全球变化知识资源中心

This paper assesses the impact of climate change uncertainties on the Khorramabad River basin's runoff in Lorestan Province, Iran. Five atmosphere-ocean general circulation models' (AOGCMs) [Hadley Centre Coupled Model, version 3 (HadCM3), Center for Climate System Research-National Institute for Environmental Studies (CCSR-NIES), Commonwealth Scientific and Industrial Research Organization Mark 2 (CSIRO-MK2), Coupled Global Climate Model (CGCM2), and Geophysical Fluid Dynamics Laboratory (GFDL-R30)] projections of rainfall and surface temperature were applied to simulate climate in the periods 2040-2069 and 2070-2099 under the A2 and B2 greenhouse gases (GHGs) emissions scenarios.
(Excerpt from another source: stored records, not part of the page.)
//! Problem formulation for resolving a target vapor fraction.

use std::convert::Infallible;

use twine_core::{EquationProblem, Model};
use uom::si::{
    f64::{Pressure, ThermodynamicTemperature},
    thermodynamic_temperature::kelvin,
};

use crate::support::thermo::{EquilibriumState, FlashError, Flasher};

/// Model adapter exposing temperature as the sole input variable.
///
/// Wraps a flasher at fixed pressure and composition so the bisection solver
/// can probe equilibrium states along the temperature axis.
pub(super) struct FlashAtTemperature<'a, F> {
    flasher: &'a F,
    pressure: Pressure,
    zs: &'a [f64],
}

impl<'a, F> FlashAtTemperature<'a, F> {
    pub(super) fn new(flasher: &'a F, pressure: Pressure, zs: &'a [f64]) -> Self {
        Self {
            flasher,
            pressure,
            zs,
        }
    }
}

impl<F: Flasher> Model for FlashAtTemperature<'_, F> {
    type Input = ThermodynamicTemperature;
    type Output = EquilibriumState;
    type Error = FlashError;

    fn call(&self, input: &Self::Input) -> Result<Self::Output, Self::Error> {
        self.flasher.flash_tp(*input, self.pressure, self.zs)
    }
}

/// Equation problem definition for vapor-fraction matching.
///
/// Computes the residual as `achieved_vf - target_vf`.
pub(super) struct VaporFractionProblem {
    target: f64,
}

impl VaporFractionProblem {
    pub(super) fn new(target: f64) -> Self {
        Self { target }
    }
}

impl EquationProblem<1> for VaporFractionProblem {
    type Input = ThermodynamicTemperature;
    type Output = EquilibriumState;
    type Error = Infallible;

    fn input(&self, x: &[f64; 1]) -> Result<Self::Input, Self::Error> {
        Ok(ThermodynamicTemperature::new::<kelvin>(x[0]))
    }

    fn residuals(
        &self,
        _input: &Self::Input,
        output: &Self::Output,
    ) -> Result<[f64; 1], Self::Error> {
        Ok([output.vapor_fraction - self.target])
    }
}
//! API Standard 521 fire-wetted vaporization model.
//!
//! Calculates the rate of vaporization for equipment containing liquid under
//! external fire exposure. The computational core is in the internal [`core`]
//! module; [`FireWetted`] is the thin [`twine_core::Model`] adapter over it.
//!
//! # Method
//!
//! The heat duty absorbed through the wetted surface follows equations (7)
//! and (8) of API Standard 521, 7th Ed., §4.4.13.2.4.2:
//!
//! `Q = C · F · A^0.82`
//!
//! For an air-cooled heat exchanger in liquid-cooling service the wetted-area
//! exponent becomes 1.0, per equations (21) and (22) in §4.4.13.2.8.4 of the
//! same standard. The constant `C` depends on whether adequate drainage and
//! firefighting are present, and `F` is an environment factor (Table 5)
//! crediting fire-proof insulation or earth-covered storage.
//!
//! The standard does not prescribe how the heat of vaporization is obtained.
//! The overall heat of vaporization is not necessarily conservative, so this
//! model evaluates it over a caller-chosen vapor-fraction interval: the
//! enthalpy change between the two equilibrium states is split into a
//! sensible part (average heat capacity times temperature rise) and a latent
//! remainder, and the entire duty is charged against the latent heat per unit
//! vaporized.
//!
//! Use this model for each equipment item individually. Applying it to the
//! total wetted area of several items under-predicts the total duty because
//! of the 0.82 area exponent.

mod core;

pub use core::{
    AREA_EXPONENT_AIR_COOLER, AREA_EXPONENT_GENERAL, DUTY_CONSTANT_ADEQUATE_DRAINAGE,
    DUTY_CONSTANT_INADEQUATE_DRAINAGE, FireWettedError, FireWettedInput, FireWettedResults,
    WettedDuty, wetted_duty,
};

use twine_core::Model;

use crate::support::thermo::{FlashResolver, Flasher, ResolveConfig};

/// Fire-wetted vaporization model for a vessel's liquid contents.
///
/// Pairs a caller-supplied flasher with a [`FlashResolver`] whose cache is
/// reused across solves, so repeated studies at the same relief pressure
/// (e.g., varying wetted area or drainage credit) flash each equilibrium
/// state once.
#[derive(Debug)]
pub struct FireWetted<'a, F> {
    flasher: &'a F,
    resolver: FlashResolver,
}

impl<'a, F: Flasher> FireWetted<'a, F> {
    /// Creates a model with the default resolver configuration.
    #[must_use]
    pub fn new(flasher: &'a F) -> Self {
        Self::with_config(flasher, ResolveConfig::default())
    }

    /// Creates a model with a custom resolver configuration.
    #[must_use]
    pub fn with_config(flasher: &'a F, config: ResolveConfig) -> Self {
        Self {
            flasher,
            resolver: FlashResolver::new(config),
        }
    }

    /// Solves the fire-wetted vaporization case for the given input.
    ///
    /// # Errors
    ///
    /// Returns [`FireWettedError`] if an equilibrium state cannot be resolved
    /// or the flashed vapor-fraction interval collapses.
    pub fn solve(&self, input: &FireWettedInput) -> Result<FireWettedResults, FireWettedError> {
        core::solve(input, self.flasher, &self.resolver)
    }
}

impl<F: Flasher> Model for FireWetted<'_, F> {
    type Input = FireWettedInput;
    type Output = FireWettedResults;
    type Error = FireWettedError;

    fn call(&self, input: &Self::Input) -> Result<Self::Output, Self::Error> {
        self.solve(input)
    }
}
The AOGCM projections showed an increase in temperature and a decrease in rainfall over the future periods. The ranges of climate change scenarios were determined, and the models' results were weighted for each month based on the k-nearest neighbors (KNN) method. Multiple time series of temperature and rainfall were generated with the Monte Carlo method based on their monthly probability distributions. The identification of unit hydrographs and component flows from the rainfall, evapotranspiration, and streamflow (IHACRES) hydrological model was calibrated and validated, and subsequently applied to simulate future river flow with downscaled climatic data from (1) five AOGCMs, and (2) a developed Monte Carlo model. The results showed that the average annual long-term runoff calculated with the developed Monte Carlo approach in the period 2040-2069 under the A2 and B2 scenarios decreased by 7.76% and 10.63%, respectively. The average annual runoff decreased by 13.06% and 29.49%, respectively, relative to the baseline period in the period 2070-2099 under the A2 and B2 scenarios. These results indicate a worsening availability of runoff through the remainder of the 21st century in the study region.